TASK REQUIREMENTS ▸
Go through the entries below line by line and count those containing "codec"; the answer is that count alone.

[Data records]
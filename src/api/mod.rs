//! Management API: request model, route table and the streamed surfaces.
//!
//! | Module      | Role                                           |
//! |-------------|------------------------------------------------|
//! | `codec`     | `Request` / `Response` model                   |
//! | `engine`    | static route table and dispatch                |
//! | `auth`      | write authorisation (HMAC token check)         |
//! | `ratelimit` | forced-rescan token bucket                     |
//! | `channels`  | bounded upload queue                           |
//! | `ota`       | firmware update state machine                  |
//! | `stream`    | live-channel push scheduling                   |

pub mod auth;
pub mod channels;
pub mod codec;
pub mod engine;
pub mod ota;
pub mod ratelimit;
pub mod stream;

ANSWER BELOW ▸
2